# What you have to do
In the data below, how many lines contain the string "docs"? Give only the number.

# Data extracts
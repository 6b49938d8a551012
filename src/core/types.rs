use serde::{Deserialize, Serialize};

use super::error::{SimError, SimResult};
use super::history::HistoricalReturns;

pub const ALLOCATION_SUM_TOLERANCE: f64 = 0.01;

pub const BAND_PERCENTILES: [f64; 5] = [10.0, 25.0, 50.0, 75.0, 90.0];

pub const FINAL_PERCENTILES: [u32; 7] = [5, 10, 25, 50, 75, 90, 95];

#[derive(Debug, Clone, Copy, PartialEq, Serialize, Deserialize)]
#[serde(rename_all = "camelCase")]
pub struct ReturnRecord {
    pub year: i32,
    pub us_stock_return: f64,
    pub intl_stock_return: f64,
    pub us_bond_return: f64,
    pub inflation_rate: f64,
}

#[derive(Debug, Clone, Copy, PartialEq, Serialize)]
#[serde(rename_all = "camelCase")]
pub struct AssetAllocation {
    pub us_stock: f64,
    pub intl_stock: f64,
    pub us_bond: f64,
}

impl AssetAllocation {
    pub fn new(us_stock: f64, intl_stock: f64, us_bond: f64) -> Self {
        Self {
            us_stock,
            intl_stock,
            us_bond,
        }
    }

    pub fn sum(&self) -> f64 {
        self.us_stock + self.intl_stock + self.us_bond
    }

    pub fn blended_return(&self, record: &ReturnRecord) -> f64 {
        self.us_stock * record.us_stock_return
            + self.intl_stock * record.intl_stock_return
            + self.us_bond * record.us_bond_return
    }

    fn validate(&self) -> SimResult<()> {
        for (label, w) in [
            ("us_stock", self.us_stock),
            ("intl_stock", self.intl_stock),
            ("us_bond", self.us_bond),
        ] {
            if !w.is_finite() || !(0.0..=1.0).contains(&w) {
                return Err(SimError::config(format!(
                    "allocation weight {label} must be between 0 and 1, got {w}"
                )));
            }
        }
        if (self.sum() - 1.0).abs() > ALLOCATION_SUM_TOLERANCE {
            return Err(SimError::config(format!(
                "allocation weights must sum to 1 (within {ALLOCATION_SUM_TOLERANCE}), got {:.4}",
                self.sum()
            )));
        }
        Ok(())
    }
}
//! Failure taxonomy shared across Quarry crates.
//!
//! Operations that cross a process or network boundary fail in a small
//! number of recognizable ways. Rather than matching on concrete error
//! types (which couples callers to every collaborator's error enum), each
//! error carries an explicit [`FailureKind`] tag through the
//! [`FailureClassification`] trait, and policy code such as the retrier
//! matches on the tag alone.

use thiserror::Error;

/// The kind of failure an operation produced.
///
/// Tags are deliberately coarse: they describe what a caller can *do*
/// about the failure, not where it came from.
#[derive(Debug, Clone, Copy, PartialEq, Eq, Hash)]
pub enum FailureKind {
    /// The operation did not complete within its deadline
    Timeout,
    /// The remote endpoint could not be reached or dropped the connection
    Connection,
    /// The remote endpoint refused the request due to rate limiting
    RateLimited,
    /// The remote endpoint reported an internal failure (5xx-class)
    Server,
    /// A payload could not be encoded or decoded
    Serialization,
    /// The caller supplied input the operation cannot act on
    InvalidInput,
    /// An invariant was violated inside this process
    Internal,
}

impl FailureKind {
    /// Kinds that are conventionally worth retrying.
    ///
    /// Transient kinds describe conditions expected to clear on their own;
    /// the rest indicate the same call would fail again.
    pub fn transient() -> &'static [FailureKind] {
        &[
            FailureKind::Timeout,
            FailureKind::Connection,
            FailureKind::RateLimited,
            FailureKind::Server,
        ]
    }

    /// Stable lowercase name, used in logs.
    pub fn as_str(&self) -> &'static str {
        match self {
            FailureKind::Timeout => "timeout",
            FailureKind::Connection => "connection",
            FailureKind::RateLimited => "rate_limited",
            FailureKind::Server => "server",
            FailureKind::Serialization => "serialization",
            FailureKind::InvalidInput => "invalid_input",
            FailureKind::Internal => "internal",
        }
    }
}

impl std::fmt::Display for FailureKind {
    fn fmt(&self, f: &mut std::fmt::Formatter<'_>) -> std::fmt::Result {
        f.write_str(self.as_str())
    }
}

/// Standard interface for classifying errors by failure kind.
///
/// Error types that participate in retry handling implement this trait.
/// The default `is_transient` mirrors [`FailureKind::transient`].
pub trait FailureClassification {
    /// The failure kind tag carried by this error
    fn kind(&self) -> FailureKind;

    /// Check whether this error is conventionally retryable
    fn is_transient(&self) -> bool {
        FailureKind::transient().contains(&self.kind())
    }
}

/// Configuration validation error shared by the crate's builders.
#[derive(Debug, Error)]
pub enum ConfigError {
    /// A numeric or duration field that must be strictly positive was not
    #[error("{field} must be greater than zero")]
    NotPositive { field: &'static str },

    /// Any other constraint violation
    #[error("invalid configuration: {message}")]
    Invalid { message: String },
}

#[cfg(test)]
mod tests {
    use super::*;

    #[derive(Debug)]
    struct FetchError(FailureKind);

    impl FailureClassification for FetchError {
        fn kind(&self) -> FailureKind {
            self.0
        }
    }

    #[test]
    fn test_transient_kinds() {
        assert!(FetchError(FailureKind::Timeout).is_transient());
        assert!(FetchError(FailureKind::Connection).is_transient());
        assert!(FetchError(FailureKind::RateLimited).is_transient());
        assert!(FetchError(FailureKind::Server).is_transient());

        assert!(!FetchError(FailureKind::Serialization).is_transient());
        assert!(!FetchError(FailureKind::InvalidInput).is_transient());
        assert!(!FetchError(FailureKind::Internal).is_transient());
    }

    #[test]
    fn test_kind_display() {
        assert_eq!(FailureKind::RateLimited.to_string(), "rate_limited");
        assert_eq!(FailureKind::Timeout.as_str(), "timeout");
    }

    #[test]
    fn test_config_error_display() {
        let err = ConfigError::NotPositive { field: "capacity" };
        assert!(err.to_string().contains("capacity"));

        let err = ConfigError::Invalid { message: "bad config".to_string() };
        assert!(err.to_string().contains("bad config"));
    }
}
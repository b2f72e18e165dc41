//! Clock abstraction for time-dependent resilience primitives
//!
//! Refill and eviction arithmetic depend on elapsed wall-clock time. The
//! [`Clock`] trait isolates that dependency so production code runs on
//! [`SystemClock`] while tests drive [`MockClock`] without real delays.

use std::sync::{Arc, Mutex};
use std::time::{Duration, Instant};

/// Source of monotonic time.
pub trait Clock: Send + Sync + 'static {
    /// Get current instant (monotonic time)
    fn now(&self) -> Instant;
}

/// Real system clock implementation for production use
#[derive(Debug, Clone, Copy, Default)]
pub struct SystemClock;

impl Clock for SystemClock {
    fn now(&self) -> Instant {
        Instant::now()
    }
}

/// Implement Clock for Arc<T> where T: Clock for convenient cloning
impl<T: Clock> Clock for Arc<T> {
    fn now(&self) -> Instant {
        (**self).now()
    }
}

/// Mock clock for deterministic testing
///
/// Allows tests to control time progression without actual delays,
/// enabling fast and reliable testing of refill and eviction behavior.
#[derive(Debug, Clone)]
pub struct MockClock {
    start: Instant,
    elapsed: Arc<Mutex<Duration>>,
}

impl MockClock {
    /// Create a new mock clock starting at the current instant
    pub fn new() -> Self {
        Self { start: Instant::now(), elapsed: Arc::new(Mutex::new(Duration::ZERO)) }
    }

    /// Advance the mock clock by a duration
    pub fn advance(&self, duration: Duration) {
        if let Ok(mut elapsed) = self.elapsed.lock() {
            *elapsed += duration;
        }
    }

    /// Advance the mock clock by milliseconds (convenience method)
    pub fn advance_millis(&self, millis: u64) {
        self.advance(Duration::from_millis(millis));
    }

    /// Get the current elapsed time
    pub fn elapsed(&self) -> Duration {
        self.elapsed.lock().map(|e| *e).unwrap_or(Duration::ZERO)
    }
}

impl Default for MockClock {
    fn default() -> Self {
        Self::new()
    }
}

impl Clock for MockClock {
    fn now(&self) -> Instant {
        let elapsed = self.elapsed.lock().map(|e| *e).unwrap_or(Duration::ZERO);
        self.start + elapsed
    }
}

#[cfg(test)]
mod tests {
    use super::*;

    #[test]
    fn test_mock_clock_advance() {
        let clock = MockClock::new();
        let t0 = clock.now();

        clock.advance(Duration::from_secs(5));
        assert_eq!(clock.now().duration_since(t0), Duration::from_secs(5));

        clock.advance_millis(500);
        assert_eq!(clock.now().duration_since(t0), Duration::from_millis(5500));
    }

    #[test]
    fn test_mock_clock_clones_share_time() {
        let clock = MockClock::new();
        let other = clock.clone();

        clock.advance_millis(100);
        assert_eq!(other.elapsed(), Duration::from_millis(100));
    }

    #[test]
    fn test_system_clock_is_monotonic() {
        let clock = SystemClock;
        let a = clock.now();
        let b = clock.now();
        assert!(b >= a);
    }
}
//! Resilience patterns for throttling and fault tolerance
//!
//! This module provides the two primitives callers compose around unreliable
//! outbound work:
//! - **Rate Limiter**: per-key token buckets with asynchronous blocking
//!   acquisition and background eviction of idle buckets
//! - **Retrier**: bounded retry with exponential backoff and jitter,
//!   filtered by failure kind
//!
//! The two are independent; a typical caller acquires a token for the
//! target key, then runs the actual call through the retrier.
//!
//! Time is abstracted behind the [`Clock`] trait so refill and eviction
//! arithmetic can be tested deterministically with [`MockClock`].

pub mod clock;
pub mod rate_limiter;
pub mod retry;

// Re-export clock types
pub use clock::{Clock, MockClock, SystemClock};
// Re-export rate limiter types
pub use rate_limiter::{RateLimiter, RateLimiterConfig, RateLimiterConfigBuilder};
// Re-export retry types
pub use retry::{run_with_retry, Retrier, RetryPolicy, RetryPolicyBuilder};
//! Shared utilities for Quarry crates.
//!
//! This crate carries the small, reusable foundation the ingestion and
//! retrieval crates build on:
//!
//! - `resilience`: per-key token-bucket rate limiting and retry with
//!   exponential backoff, for callers that throttle outbound work and
//!   tolerate transient failures
//! - `error`: the failure taxonomy those callers classify against
//! - `validation`: URL validation/normalization and configuration-map checks
//! - `text`: text cleaning and metadata extraction for crawled content

#![forbid(unsafe_code)]
#![warn(rust_2018_idioms)]
#![warn(clippy::all, clippy::perf, clippy::complexity, clippy::suspicious)]

pub mod error;
pub mod resilience;
pub mod text;
pub mod validation;

// Re-export commonly used types and traits for convenience
// ------------------------
pub use error::{ConfigError, FailureClassification, FailureKind};
pub use resilience::{
    run_with_retry, Clock, MockClock, RateLimiter, RateLimiterConfig, RateLimiterConfigBuilder,
    Retrier, RetryPolicy, RetryPolicyBuilder, SystemClock,
};
pub use text::{TextMetadata, TextProcessor};
pub use validation::{
    validate_key_types, validate_required_keys, JsonKind, UrlReport, UrlValidator, ValidationError,
};
//! URL and configuration validation utilities
//!
//! Crawling and ingestion code needs to decide, cheaply and uniformly,
//! whether a URL is worth fetching and what its canonical form is.
//! [`UrlValidator`] performs that gatekeeping: length limits, scheme
//! allow-lists, domain blocklists, and syntax checks over a normalized
//! form. The module also validates the JSON configuration maps passed
//! between Quarry services ([`validate_required_keys`],
//! [`validate_key_types`]).

use std::collections::HashSet;

use once_cell::sync::Lazy;
use regex::Regex;
use serde::Serialize;
use serde_json::{Map, Value};
use thiserror::Error;
use url::Url;

static URL_REGEX: Lazy<Regex> = Lazy::new(|| {
    Regex::new(r"https?://(?:[a-zA-Z]|[0-9]|[$-_@.&+]|[!*(),]|(?:%[0-9a-fA-F]{2}))+")
        .expect("URL_REGEX should compile - this is a bug")
});

static DOMAIN_REGEX: Lazy<Regex> = Lazy::new(|| {
    Regex::new(r"^(?:[a-zA-Z0-9](?:[a-zA-Z0-9-]{0,61}[a-zA-Z0-9])?\.)*[a-zA-Z0-9](?:[a-zA-Z0-9-]{0,61}[a-zA-Z0-9])?$")
        .expect("DOMAIN_REGEX should compile - this is a bug")
});

/// Errors produced by URL and configuration validation
#[derive(Debug, Clone, PartialEq, Error)]
pub enum ValidationError {
    /// The URL exceeds the validator's length limit
    #[error("URL exceeds maximum length of {limit}")]
    UrlTooLong { limit: usize },

    /// The URL's scheme is not on the allow-list
    #[error("scheme '{scheme}' is not allowed")]
    SchemeNotAllowed { scheme: String },

    /// The URL has no host component
    #[error("missing domain")]
    MissingDomain,

    /// The URL's domain is on the blocklist
    #[error("domain '{domain}' is blocked")]
    BlockedDomain { domain: String },

    /// The URL's domain is not syntactically valid
    #[error("invalid domain format: '{domain}'")]
    InvalidDomain { domain: String },

    /// The URL could not be parsed at all
    #[error("malformed URL: {message}")]
    MalformedUrl { message: String },

    /// A configuration map is missing required keys
    #[error("missing required configuration keys: {keys:?}")]
    MissingKeys { keys: Vec<String> },

    /// A configuration value has the wrong JSON type
    #[error("configuration key '{key}' must be of type {expected}, got {actual}")]
    WrongType { key: String, expected: JsonKind, actual: JsonKind },
}

/// Outcome of validating a single URL.
///
/// Carries the normalized form and parsed components even for rejected
/// URLs, so callers can log or surface what was actually checked.
#[derive(Debug, Clone, Serialize)]
pub struct UrlReport {
    /// The URL as the caller supplied it
    pub original: String,
    /// Canonical form, empty when the URL could not be parsed
    pub normalized: String,
    pub scheme: String,
    pub domain: String,
    pub path: String,
    /// Why the URL was rejected, if it was
    pub rejection: Option<String>,
}

impl UrlReport {
    pub fn is_valid(&self) -> bool {
        self.rejection.is_none()
    }

    fn rejected(original: &str, normalized: String, error: &ValidationError) -> Self {
        Self {
            original: original.to_string(),
            normalized,
            scheme: String::new(),
            domain: String::new(),
            path: String::new(),
            rejection: Some(error.to_string()),
        }
    }
}

/// URL validation and normalization
///
/// # Examples
///
/// ```
/// use quarry_common::validation::UrlValidator;
///
/// let validator = UrlValidator::new();
/// let report = validator.validate("Example.COM/docs");
/// assert!(report.is_valid());
/// assert_eq!(report.normalized, "https://example.com/docs");
/// ```
#[derive(Debug, Clone)]
pub struct UrlValidator {
    allowed_schemes: Vec<String>,
    blocked_domains: HashSet<String>,
    max_url_length: usize,
}

impl Default for UrlValidator {
    fn default() -> Self {
        Self::new()
    }
}

impl UrlValidator {
    /// Create a validator allowing http/https with no blocklist
    pub fn new() -> Self {
        Self {
            allowed_schemes: vec!["http".to_string(), "https".to_string()],
            blocked_domains: HashSet::new(),
            max_url_length: 2048,
        }
    }

    /// Set the allowed schemes
    pub fn allowed_schemes(mut self, schemes: Vec<String>) -> Self {
        self.allowed_schemes = schemes;
        self
    }

    /// Add a domain to the blocklist
    pub fn block_domain(mut self, domain: &str) -> Self {
        self.blocked_domains.insert(domain.to_ascii_lowercase());
        self
    }

    /// Set the maximum accepted URL length
    pub fn max_url_length(mut self, length: usize) -> Self {
        self.max_url_length = length;
        self
    }

    /// Validate and analyze a URL.
    ///
    /// Checks run in order: length, parseability, scheme allow-list, host
    /// presence, domain blocklist, domain syntax. The first failure is
    /// reported; a passing URL's report carries its canonical components.
    pub fn validate(&self, url: &str) -> UrlReport {
        if url.len() > self.max_url_length {
            let error = ValidationError::UrlTooLong { limit: self.max_url_length };
            return UrlReport::rejected(url, String::new(), &error);
        }

        let (normalized, parsed) = match self.parse_normalized(url) {
            Ok(pair) => pair,
            Err(error) => return UrlReport::rejected(url, String::new(), &error),
        };

        let scheme = parsed.scheme().to_string();
        let domain = parsed.host_str().unwrap_or_default().to_ascii_lowercase();
        let path = parsed.path().to_string();

        let rejection = if !self.allowed_schemes.contains(&scheme) {
            Some(ValidationError::SchemeNotAllowed { scheme: scheme.clone() })
        } else if domain.is_empty() {
            Some(ValidationError::MissingDomain)
        } else if self.blocked_domains.contains(&domain) {
            Some(ValidationError::BlockedDomain { domain: domain.clone() })
        } else if !DOMAIN_REGEX.is_match(&domain) {
            Some(ValidationError::InvalidDomain { domain: domain.clone() })
        } else {
            None
        };

        UrlReport {
            original: url.to_string(),
            normalized,
            scheme,
            domain,
            path,
            rejection: rejection.map(|e| e.to_string()),
        }
    }

    /// Normalize a URL for consistent processing.
    ///
    /// Trims surrounding whitespace, assumes `https` when no scheme is
    /// given, lowercases scheme and host, strips default ports, and drops
    /// a bare `/` path.
    pub fn normalize(&self, url: &str) -> Result<String, ValidationError> {
        self.parse_normalized(url).map(|(normalized, _)| normalized)
    }

    /// Extract and normalize all URLs found in free text
    pub fn extract_urls(&self, text: &str) -> Vec<String> {
        URL_REGEX
            .find_iter(text)
            .filter_map(|m| self.normalize(m.as_str()).ok())
            .collect()
    }

    /// Check whether two URLs point at the same domain
    pub fn same_domain(&self, first: &str, second: &str) -> bool {
        let hosts = (Self::host_of(first), Self::host_of(second));
        match hosts {
            (Some(a), Some(b)) => a == b,
            _ => false,
        }
    }

    fn host_of(url: &str) -> Option<String> {
        Url::parse(url).ok()?.host_str().map(str::to_ascii_lowercase)
    }

    fn parse_normalized(&self, url: &str) -> Result<(String, Url), ValidationError> {
        let trimmed = url.trim();
        let lower = trimmed.to_ascii_lowercase();
        let candidate = if lower.starts_with("http://") || lower.starts_with("https://") {
            trimmed.to_string()
        } else {
            format!("https://{trimmed}")
        };

        // The url crate lowercases scheme and host and drops default ports
        let parsed = Url::parse(&candidate)
            .map_err(|e| ValidationError::MalformedUrl { message: e.to_string() })?;

        let mut normalized = parsed.to_string();
        if parsed.path() == "/" && parsed.query().is_none() && parsed.fragment().is_none() {
            normalized.truncate(normalized.len() - 1);
        }

        Ok((normalized, parsed))
    }
}

/// JSON value types, for configuration-map validation
#[derive(Debug, Clone, Copy, PartialEq, Eq)]
pub enum JsonKind {
    Null,
    Boolean,
    Number,
    String,
    Array,
    Object,
}

impl JsonKind {
    /// The kind of a `serde_json` value
    pub fn of(value: &Value) -> Self {
        match value {
            Value::Null => JsonKind::Null,
            Value::Bool(_) => JsonKind::Boolean,
            Value::Number(_) => JsonKind::Number,
            Value::String(_) => JsonKind::String,
            Value::Array(_) => JsonKind::Array,
            Value::Object(_) => JsonKind::Object,
        }
    }

    pub fn as_str(&self) -> &'static str {
        match self {
            JsonKind::Null => "null",
            JsonKind::Boolean => "boolean",
            JsonKind::Number => "number",
            JsonKind::String => "string",
            JsonKind::Array => "array",
            JsonKind::Object => "object",
        }
    }
}

impl std::fmt::Display for JsonKind {
    fn fmt(&self, f: &mut std::fmt::Formatter<'_>) -> std::fmt::Result {
        f.write_str(self.as_str())
    }
}

/// Validate that all required keys are present in a configuration map
pub fn validate_required_keys(
    config: &Map<String, Value>,
    required: &[&str],
) -> Result<(), ValidationError> {
    let missing: Vec<String> = required
        .iter()
        .filter(|key| !config.contains_key(**key))
        .map(|key| (*key).to_string())
        .collect();

    if missing.is_empty() {
        Ok(())
    } else {
        Err(ValidationError::MissingKeys { keys: missing })
    }
}

/// Validate that present configuration values have the expected JSON types
pub fn validate_key_types(
    config: &Map<String, Value>,
    expected: &[(&str, JsonKind)],
) -> Result<(), ValidationError> {
    for (key, kind) in expected {
        if let Some(value) = config.get(*key) {
            let actual = JsonKind::of(value);
            if actual != *kind {
                return Err(ValidationError::WrongType {
                    key: (*key).to_string(),
                    expected: *kind,
                    actual,
                });
            }
        }
    }
    Ok(())
}

#[cfg(test)]
mod tests {
    use serde_json::json;

    use super::*;

    #[test]
    fn test_normalize_adds_scheme_and_lowercases() {
        let validator = UrlValidator::new();
        assert_eq!(validator.normalize("Example.COM").unwrap(), "https://example.com");
        assert_eq!(
            validator.normalize("  HTTP://Example.com/Path  ").unwrap(),
            "http://example.com/Path"
        );
    }

    #[test]
    fn test_normalize_strips_default_ports() {
        let validator = UrlValidator::new();
        assert_eq!(validator.normalize("http://example.com:80/a").unwrap(), "http://example.com/a");
        assert_eq!(validator.normalize("https://example.com:443").unwrap(), "https://example.com");
        assert_eq!(
            validator.normalize("https://example.com:8443").unwrap(),
            "https://example.com:8443"
        );
    }

    #[test]
    fn test_normalize_keeps_query_and_fragment() {
        let validator = UrlValidator::new();
        assert_eq!(
            validator.normalize("example.com/?q=1#top").unwrap(),
            "https://example.com/?q=1#top"
        );
    }

    #[test]
    fn test_validate_accepts_well_formed_url() {
        let validator = UrlValidator::new();
        let report = validator.validate("https://docs.example.com/guide/intro");

        assert!(report.is_valid());
        assert_eq!(report.scheme, "https");
        assert_eq!(report.domain, "docs.example.com");
        assert_eq!(report.path, "/guide/intro");
    }

    #[test]
    fn test_validate_rejects_disallowed_scheme() {
        let validator = UrlValidator::new().allowed_schemes(vec!["https".to_string()]);
        let report = validator.validate("http://example.com");

        assert!(!report.is_valid());
        assert!(report.rejection.unwrap().contains("not allowed"));
    }

    #[test]
    fn test_validate_rejects_blocked_domain() {
        let validator = UrlValidator::new().block_domain("Spam.example.com");
        let report = validator.validate("https://spam.example.com/offer");

        assert!(!report.is_valid());
        assert!(report.rejection.unwrap().contains("blocked"));
    }

    #[test]
    fn test_validate_rejects_invalid_domain_syntax() {
        let validator = UrlValidator::new();
        let report = validator.validate("https://exa_mple.com");

        assert!(!report.is_valid());
        assert!(report.rejection.unwrap().contains("invalid domain format"));
    }

    #[test]
    fn test_validate_rejects_overlong_url() {
        let validator = UrlValidator::new().max_url_length(30);
        let long = format!("https://example.com/{}", "a".repeat(64));
        let report = validator.validate(&long);

        assert!(!report.is_valid());
        assert!(report.rejection.unwrap().contains("maximum length"));
    }

    #[test]
    fn test_validate_rejects_garbage() {
        let validator = UrlValidator::new();
        let report = validator.validate("https://");
        assert!(!report.is_valid());
    }

    #[test]
    fn test_extract_urls_from_text() {
        let validator = UrlValidator::new();
        let text = "See https://example.com/a and http://Other.example.org/b for details.";
        let urls = validator.extract_urls(text);

        assert_eq!(urls.len(), 2);
        assert_eq!(urls[0], "https://example.com/a");
        assert_eq!(urls[1], "http://other.example.org/b");
    }

    #[test]
    fn test_same_domain() {
        let validator = UrlValidator::new();
        assert!(validator.same_domain("https://example.com/a", "https://EXAMPLE.com/b"));
        assert!(!validator.same_domain("https://example.com", "https://example.org"));
        assert!(!validator.same_domain("not a url", "https://example.com"));
    }

    #[test]
    fn test_validate_required_keys() {
        let config = json!({"name": "crawler", "depth": 3});
        let map = config.as_object().unwrap();

        assert!(validate_required_keys(map, &["name", "depth"]).is_ok());

        let err = validate_required_keys(map, &["name", "timeout", "agent"]).unwrap_err();
        match err {
            ValidationError::MissingKeys { keys } => {
                assert_eq!(keys, vec!["timeout".to_string(), "agent".to_string()]);
            }
            other => panic!("expected MissingKeys, got {other:?}"),
        }
    }

    #[test]
    fn test_validate_key_types() {
        let config = json!({"name": "crawler", "depth": 3, "verbose": true});
        let map = config.as_object().unwrap();

        assert!(validate_key_types(
            map,
            &[("name", JsonKind::String), ("depth", JsonKind::Number), ("verbose", JsonKind::Boolean)]
        )
        .is_ok());

        // Absent keys are not a type error
        assert!(validate_key_types(map, &[("missing", JsonKind::String)]).is_ok());

        let err = validate_key_types(map, &[("depth", JsonKind::String)]).unwrap_err();
        match err {
            ValidationError::WrongType { key, expected, actual } => {
                assert_eq!(key, "depth");
                assert_eq!(expected, JsonKind::String);
                assert_eq!(actual, JsonKind::Number);
            }
            other => panic!("expected WrongType, got {other:?}"),
        }
    }
}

# Task output
4